Family history of sudden deaths, COVID-19 hospitalisation and high-risk behavioural factors could have increased risk of sudden cardiac deaths
Several anecdotal reports linking sudden unexplained deaths in India during the COVID-19 pandemic to its vaccines have been proven untrue by an Indian Council of Medical Research (ICMR) study.
Past COVID-19 hospitalisation, family history of sudden death, lifestyle behaviours like binge drinking, drug or substance abuse and physical activities of vigorous intensity 48 hours before death were some of the factors that significantly increased the odds of unexplained sudden death among young adults aged between 18-45 years, the ICMR said in the paper.

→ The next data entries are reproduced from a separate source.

use axum::{
    extract::{Query, State},
    http::StatusCode,
    response::{IntoResponse, Response},
    routing::{get, post},
    Json, Router,
};
use chrono::NaiveDate;
use serde::{Deserialize, Serialize};
use std::sync::Arc;

use signalboard_core::dashboard::initial_selection;
use signalboard_core::time::calendar::parse_calendar_date;
use signalboard_core::view::DashboardView;
use signalboard_core::{
    compute_metrics, DateBounds, MetricsSummary, PredictionService, PredictionSource, PricePoint,
    QueryError, Selection,
};

pub struct AppState<S> {
    pub service: Arc<PredictionService<S>>,
    pub default_start: NaiveDate,
}

impl<S> Clone for AppState<S> {
    fn clone(&self) -> Self {
        Self {
            service: Arc::clone(&self.service),
            default_start: self.default_start,
        }
    }
}

pub fn router<S: PredictionSource + 'static>(state: AppState<S>) -> Router {
    Router::new()
        .route("/healthz", get(healthz))
        .route("/symbols", get(get_symbols::<S>))
        .route("/date-range", get(get_date_range::<S>))
        .route("/dashboard", get(get_dashboard::<S>))
        .route("/predictions", get(get_predictions::<S>))
        .route("/metrics", get(get_metrics::<S>))
        .route("/cache/invalidate", post(invalidate_cache::<S>))
        .with_state(state)
}

#[derive(Debug)]
pub struct ApiError {
    status: StatusCode,
    message: String,
}

#[derive(Debug, Serialize)]
struct ErrorBody {
    error: String,
}

impl IntoResponse for ApiError {
    fn into_response(self) -> Response {
        (self.status, Json(ErrorBody { error: self.message })).into_response()
    }
}

impl From<anyhow::Error> for ApiError {
    fn from(err: anyhow::Error) -> Self {
        let status = match err.downcast_ref::<QueryError>() {
            Some(QueryError::UnknownSymbol(_)) | Some(QueryError::NoData) => StatusCode::NOT_FOUND,
            Some(_) => StatusCode::BAD_REQUEST,
            None => {
                sentry_anyhow::capture_anyhow(&err);
                tracing::error!(error = %err, "request failed");
                return Self {
                    status: StatusCode::INTERNAL_SERVER_ERROR,
                    message: "internal error".to_string(),
                };
            }
        };
        Self {
            status,
            message: err.to_string(),
        }
    }
}

/// Control values shared by the data routes. Omitted values fall back to the dashboard's
/// initial selection.
#[derive(Debug, Default, Deserialize)]
pub struct SelectionParams {
    symbol: Option<String>,
    start: Option<String>,
    end: Option<String>,
}

#[derive(Debug, Serialize)]
struct SymbolsResponse {
    symbols: Vec<String>,
}

#[derive(Debug, Serialize)]
struct DateRangeResponse {
    #[serde(flatten)]
    bounds: DateBounds,
    default_start: NaiveDate,
}

async fn healthz() -> &'static str {
    "ok"
}

async fn get_symbols<S: PredictionSource>(
    State(state): State<AppState<S>>,
) -> Result<Json<SymbolsResponse>, ApiError> {
    let symbols = state.service.list_known_symbols().await?;
    Ok(Json(SymbolsResponse {
        symbols: symbols.into_iter().collect(),
    }))
}

async fn get_date_range<S: PredictionSource>(
    State(state): State<AppState<S>>,
) -> Result<Json<DateRangeResponse>, ApiError> {
    let bounds = load_bounds(&state).await?;
    Ok(Json(DateRangeResponse {
        bounds,
        default_start: bounds.clamp(state.default_start),
    }))
}

async fn get_dashboard<S: PredictionSource>(
    State(state): State<AppState<S>>,
    Query(params): Query<SelectionParams>,
) -> Result<Json<DashboardView>, ApiError> {
    let selection = resolve_selection(&state, params).await?;
    let rows = fetch(&state, &selection).await?;
    let metrics = compute_metrics(&rows);
    Ok(Json(DashboardView::build(selection, rows, metrics)))
}

async fn get_predictions<S: PredictionSource>(
    State(state): State<AppState<S>>,
    Query(params): Query<SelectionParams>,
) -> Result<Json<Vec<PricePoint>>, ApiError> {
    let selection = resolve_selection(&state, params).await?;
    Ok(Json(fetch(&state, &selection).await?))
}

async fn get_metrics<S: PredictionSource>(
    State(state): State<AppState<S>>,
    Query(params): Query<SelectionParams>,
) -> Result<Json<Option<MetricsSummary>>, ApiError> {
    let selection = resolve_selection(&state, params).await?;
    let rows = fetch(&state, &selection).await?;
    Ok(Json(compute_metrics(&rows)))
}

async fn invalidate_cache<S: PredictionSource>(State(state): State<AppState<S>>) -> StatusCode {
    state.service.invalidate_cache().await;
    StatusCode::NO_CONTENT
}

async fn fetch<S: PredictionSource>(
    state: &AppState<S>,
    selection: &Selection,
) -> anyhow::Result<Vec<PricePoint>> {
    state
        .service
        .fetch_predictions(&selection.symbol, selection.start_date, selection.end_date)
        .await
}

async fn load_bounds<S: PredictionSource>(state: &AppState<S>) -> anyhow::Result<DateBounds> {
    Ok(state.service.date_bounds().await?.ok_or(QueryError::NoData)?)
}

async fn resolve_selection<S: PredictionSource>(
    state: &AppState<S>,
    params: SelectionParams,
) -> anyhow::Result<Selection> {
    let start = params.start.as_deref().map(parse_param_date).transpose()?;
    let end = params.end.as_deref().map(parse_param_date).transpose()?;

    let symbol = match params.symbol {
        Some(s) if !s.trim().is_empty() => s,
        _ => state
            .service
            .list_known_symbols()
            .await?
            .into_iter()
            .next()
            .ok_or(QueryError::NoData)?,
    };

    let (start_date, end_date) = match (start, end) {
        (Some(start), Some(end)) => (start, end),
        (start, end) => {
            let bounds = load_bounds(state).await?;
            let defaults = initial_selection(symbol.clone(), &bounds, state.default_start);
            (
                start.unwrap_or(defaults.start_date),
                end.unwrap_or(defaults.end_date),
            )
        }
    };

    Ok(Selection {
        symbol,
        start_date,
        end_date,
    })
}

fn parse_param_date(raw: &str) -> anyhow::Result<NaiveDate> {
    parse_calendar_date(raw)
        .map_err(|_| anyhow::Error::new(QueryError::InvalidDate(raw.to_string())))
}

“Habitual exercise reduces the risk of sudden cardiac deaths (SCD), but unaccustomed vigorous-intensity physical activity is known to increase its risk,” said lead author Manoj Murhekar, director of the National Institute of Epidemiology based in Chennai and affiliated with ICMR, told Down to Earth (DTE).
“Alcohol is known to have an immediate effect on cardiac rhythm and previous studies have found that a notable proportion of SCD occur after alcohol intake,” Murhekar told DTE.
The study was conducted in 47 tertiary care hospitals across India, with 729 people who had died unexpectedly after contracting COVID-19 and 2,916 controls in the analysis. The COVID-19 death cases included healthy individuals aged 18-45 years without any known co-morbidity, who suddenly died of unexplained causes between October 1, 2021, and March 31, 2023.
“Our findings did not indicate any evidence of a positive association of unexplained sudden death with the COVID-19 vaccination. However, a history of sudden death in the family, COVID-19 hospitalisation and certain high-risk behavioural factors were positively associated with unexplained sudden death among young Indians,” the researchers said.
Among the cases and controls, about 10 per cent and 4 per cent had a family history of sudden deaths, respectively. About 27 per cent of cases and 19 per cent of controls were smokers. Alcohol use was reported among 27 per cent of cases and 13 per cent of controls.
Binge drinking was reported in almost seven per cent of the cases and in a little over 1 per cent of the controls 48 hours before death or interview. Vigorous intensity physical activities in the past year was reported by 18 per cent of cases and 17 per cent of controls.
“We defined vigorous-intensity physical activity as any activity that caused large increases in breathing or heart rate for at least 10 minutes continuously and ascertained if the same was part of their routine work or undertaken in the past year and 48 hours before interview (controls) or death (cases),” the researchers explained.
A family history of sudden death was recorded if there were any first-degree relatives reported to have suddenly died within 24 hours of being healthy, the paper added.
A majority of the participants had been vaccinated once. About 2 per cent of cases and 1 per cent of controls were hospitalised for COVID-19 and 2 per cent of cases and 1 per cent of controls had a history of post-COVID-19 condition (PCC) a month after COVID-19 diagnosis.
The researchers used regression modelling analysis to show that patients with unexplained sudden deaths were four times more likely to have been hospitalised for COVID-19, whereas PCC was not associated. A family history of sudden death was almost three times more likely to be associated with unexplained sudden death.
The ICMR defined an unexplained sudden death as a natural, non-traumatic death of a healthy individual whose death either occurred in a hospital within 24 hours of hospitalisation or outside the hospital setting and who was seen to be healthy 24 hours prior. This includes people brought dead to the hospital.
“We excluded individuals with known medical condition(s) that can explain death, those taking long-term medications and those who died of injury, accident, poisoning, suicide, homicide or drug overdose. Further, for logistic reasons, we did not consider individuals residing in a locality requiring investigators to undertake more than a day’s travel (about 100 kilometres) from the study hospital,” the paper said.
The evidence of sudden deaths among individuals who had COVID-19 and breakthrough infections is scarce. The pathways through which COVID-19 may cause sudden deaths are currently not well understood. However, it has been hypothesised that severe acute respiratory syndrome coronavirus 2 (SARS-CoV-2) infection increases the risk of heart disease and stroke.
On a global scale, sudden deaths among healthy young adults are estimated to be between 0.8 and 6.2 per 100,000 people annually. Cardiovascular causes were behind these deaths too; these include arrhythmia, myocardial ischemia, cardiomyopathy, myocarditis, aortic aneurysm, and valvular diseases.